──────── Data for the task ────────
#[cfg(test)]
mod tests {
    use super::*;
    use async_trait::async_trait;
    use lessongen_core::domain::{
        Correction, DialogueLine, LessonPayload, PartA, PartB, PartC, PartD, PartE, PartF,
        Question, VocabTestQuestion, VocabTestType, VocabularyItem,
    };
    use lessongen_core::history::LessonHistory;
    use lessongen_core::ports::{
        HistoryStore, LessonGenerationService, SpeechSynthesisService,
    };
    use std::sync::Mutex as StdMutex;

    fn payload(topic: &str) -> LessonPayload {
        let question = |id: u32| Question {
            id,
            text: format!("Question {id}?"),
            options: vec![
                "Paris".to_string(),
                "London".to_string(),
                "Berlin".to_string(),
                "Madrid".to_string(),
            ],
            correct_answer: "London".to_string(),
        };
        LessonPayload {
            topic_title: topic.to_string(),
            dialogue_script: vec![DialogueLine {
                speaker: "Maya".to_string(),
                text: "Hello!".to_string(),
            }],
            part_a: PartA {
                questions: vec![question(1), question(2)],
            },
            vocabulary: vec![VocabularyItem {
                word: "capital".to_string(),
                part_of_speech: "noun".to_string(),
                definition: "the seat of government".to_string(),
                chinese: "首都".to_string(),
                example: "London is the capital of the UK.".to_string(),
            }],
            vocab_test: vec![VocabTestQuestion {
                id: 1,
                question_type: VocabTestType::TrueFalse,
                question_text: "A capital is always the largest city.".to_string(),
                options: None,
                correct_answer: "False".to_string(),
                scrambled_word: None,
            }],
            part_b: PartB {
                prompts: vec!["Write about your favorite city.".to_string()],
            },
            part_c: PartC {
                theme: "Cities".to_string(),
                points: vec!["Why do people move to cities?".to_string()],
            },
            part_d: PartD {
                text_with_errors: "She go to London last year.".to_string(),
                corrections: vec![Correction {
                    mistake: "go".to_string(),
                    correction: "went".to_string(),
                }],
            },
            part_e: PartE {
                translation_passage: "城市是文化的中心。".to_string(),
                essay_prompt: "我最喜歡的城市".to_string(),
                essay_points: vec!["描述這個城市".to_string()],
            },
            part_f: PartF {
                passage: "London sits on the Thames.".to_string(),
                questions: vec![question(1)],
            },
        }
    }

    /// Generator stub: returns a canned payload or a canned failure.
    struct StubGenerator {
        fail_with: Option<String>,
    }

    #[async_trait]
    impl LessonGenerationService for StubGenerator {
        async fn generate_lesson(
            &self,
            topic: &str,
            _level: DifficultyLevel,
        ) -> PortResult<LessonPayload> {
            match &self.fail_with {
                Some(message) => Err(PortError::Unexpected(message.clone())),
                None => Ok(payload(topic)),
            }
        }
    }

    /// In-memory history store standing in for the database.
    #[derive(Default)]
    struct MemoryHistory {
        stored: StdMutex<LessonHistory>,
    }

    #[async_trait]
    impl HistoryStore for MemoryHistory {
        async fn load(&self) -> PortResult<LessonHistory> {
            Ok(self.stored.lock().unwrap().clone())
        }
        async fn save(&self, history: &LessonHistory) -> PortResult<()> {
            *self.stored.lock().unwrap() = history.clone();
            Ok(())
        }
    }

    struct StubTts {
        pcm: Vec<u8>,
    }

    #[async_trait]
    impl SpeechSynthesisService for StubTts {
        async fn synthesize_dialogue(&self, _lines: &[DialogueLine]) -> PortResult<Vec<u8>> {
            Ok(self.pcm.clone())
        }
    }

    fn app_state(generator: StubGenerator, tts: StubTts) -> Arc<AppState> {
        let config = Arc::new(crate::config::Config {
            bind_address: "127.0.0.1:0".parse().unwrap(),
            database_url: "postgres://unused".to_string(),
            log_level: tracing::Level::INFO,
            openai_api_key: None,
            lesson_model: "test-model".to_string(),
            tts_voice: "alloy".to_string(),
        });
        Arc::new(AppState::new(
            config,
            Arc::new(MemoryHistory::default()),
            Arc::new(generator),
            Arc::new(tts),
        ))
    }

    #[tokio::test]
    async fn successful_generation_installs_and_saves_the_lesson() {
        let state = app_state(
            StubGenerator { fail_with: None },
            StubTts { pcm: vec![0, 0] },
        );
        let response = generate_lesson_handler(
            State(state.clone()),
            Json(GenerateRequest {
                topic: "Cities".to_string(),
                level: DifficultyLevel::Intermediate,
            }),
        )
        .await
        .unwrap();

        assert_eq!(response.0.phase, "displaying");
        let lesson = response.0.lesson.expect("lesson installed");
        assert_eq!(lesson.content.topic_title, "Cities");

        let history = state.history.load().await.unwrap();
        assert_eq!(history.len(), 1);
    }

    #[tokio::test]
    async fn failed_generation_reports_the_error_and_installs_nothing() {
        let state = app_state(
            StubGenerator {
                fail_with: Some("network error".to_string()),
            },
            StubTts { pcm: vec![0, 0] },
        );
        let response = generate_lesson_handler(
            State(state.clone()),
            Json(GenerateRequest {
                topic: "Cities".to_string(),
                level: DifficultyLevel::Beginner,
            }),
        )
        .await
        .unwrap();

        assert_eq!(response.0.phase, "failed");
        assert!(response.0.lesson.is_none());
        assert!(response.0.error.unwrap().contains("network error"));
        assert!(state.history.load().await.unwrap().is_empty());
    }

    #[tokio::test]
    async fn blank_topic_is_a_bad_request() {
        let state = app_state(
            StubGenerator { fail_with: None },
            StubTts { pcm: vec![0, 0] },
        );
        let err = generate_lesson_handler(
            State(state),
            Json(GenerateRequest {
                topic: "   ".to_string(),
                level: DifficultyLevel::Beginner,
            }),
        )
        .await
        .unwrap_err();
        assert_eq!(err.0, StatusCode::BAD_REQUEST);
    }

    #[tokio::test]
    async fn level_change_without_a_lesson_is_a_conflict() {
        let state = app_state(
            StubGenerator { fail_with: None },
            StubTts { pcm: vec![0, 0] },
        );
        let err = change_level_handler(
            State(state),
            Json(LevelChangeRequest {
                level: DifficultyLevel::Advanced,
            }),
        )
        .await
        .unwrap_err();
        assert_eq!(err.0, StatusCode::CONFLICT);
    }

    #[tokio::test]
    async fn failed_level_change_preserves_the_displayed_lesson() {
        let state = app_state(
            StubGenerator { fail_with: None },
            StubTts { pcm: vec![0, 0] },
        );
        generate_lesson_handler(
            State(state.clone()),
            Json(GenerateRequest {
                topic: "Cities".to_string(),
                level: DifficultyLevel::Intermediate,
            }),
        )
        .await
        .unwrap();

        // Swap the generator's behavior by building a failing state that
        // shares session and history with the first one. Simpler: drive the
        // session directly through a failing regeneration.
        let effect = {
            let mut session = state.session.lock().await;
            session.change_level(DifficultyLevel::Advanced).unwrap()
        };
        let outcome = Err(PortError::Unexpected("quota exceeded".to_string()));
        let snap = apply_generation_outcome(&state, effect, outcome).await;

        assert_eq!(snap.phase, "displaying");
        let lesson = snap.lesson.expect("old lesson preserved");
        assert_eq!(lesson.level, DifficultyLevel::Intermediate);
    }

    #[tokio::test]
    async fn worksheet_for_unknown_lesson_is_not_found() {
        let state = app_state(
            StubGenerator { fail_with: None },
            StubTts { pcm: vec![0, 0] },
        );
        let err = worksheet_handler(
            State(state),
            Path(Uuid::new_v4()),
            Query(WorksheetQuery {
                profile: ExportProfile::Full,
                name: None,
            }),
        )
        .await
        .unwrap_err();
        assert_eq!(err.0, StatusCode::NOT_FOUND);
    }

    #[tokio::test]
    async fn audio_export_rejects_reentrant_calls() {
        let state = app_state(
            StubGenerator { fail_with: None },
            StubTts { pcm: vec![0, 0] },
        );
        state.audio_export_busy.store(true, Ordering::SeqCst);
        let err = audio_handler(State(state.clone()), Path(Uuid::new_v4()))
            .await
            .err()
            .expect("busy flag should refuse the call");
        assert_eq!(err.0, StatusCode::CONFLICT);
        // The guard is only installed after the flag check; the flag stays
        // owned by the in-flight export.
        assert!(state.audio_export_busy.load(Ordering::SeqCst));
    }

    #[tokio::test]
    async fn audio_export_resets_the_busy_flag_on_failure() {
        let state = app_state(
            StubGenerator { fail_with: None },
            StubTts { pcm: Vec::new() },
        );
        // Unknown lesson: the handler aborts after taking the flag.
        let err = audio_handler(State(state.clone()), Path(Uuid::new_v4()))
            .await
            .err()
            .expect("missing lesson should abort the export");
        assert_eq!(err.0, StatusCode::NOT_FOUND);
        assert!(!state.audio_export_busy.load(Ordering::SeqCst));
    }
}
────────
What to work on:
How many lines of these entries contain "DialogueLine"? Answer with the number and nothing else.

Answer to the problem:
3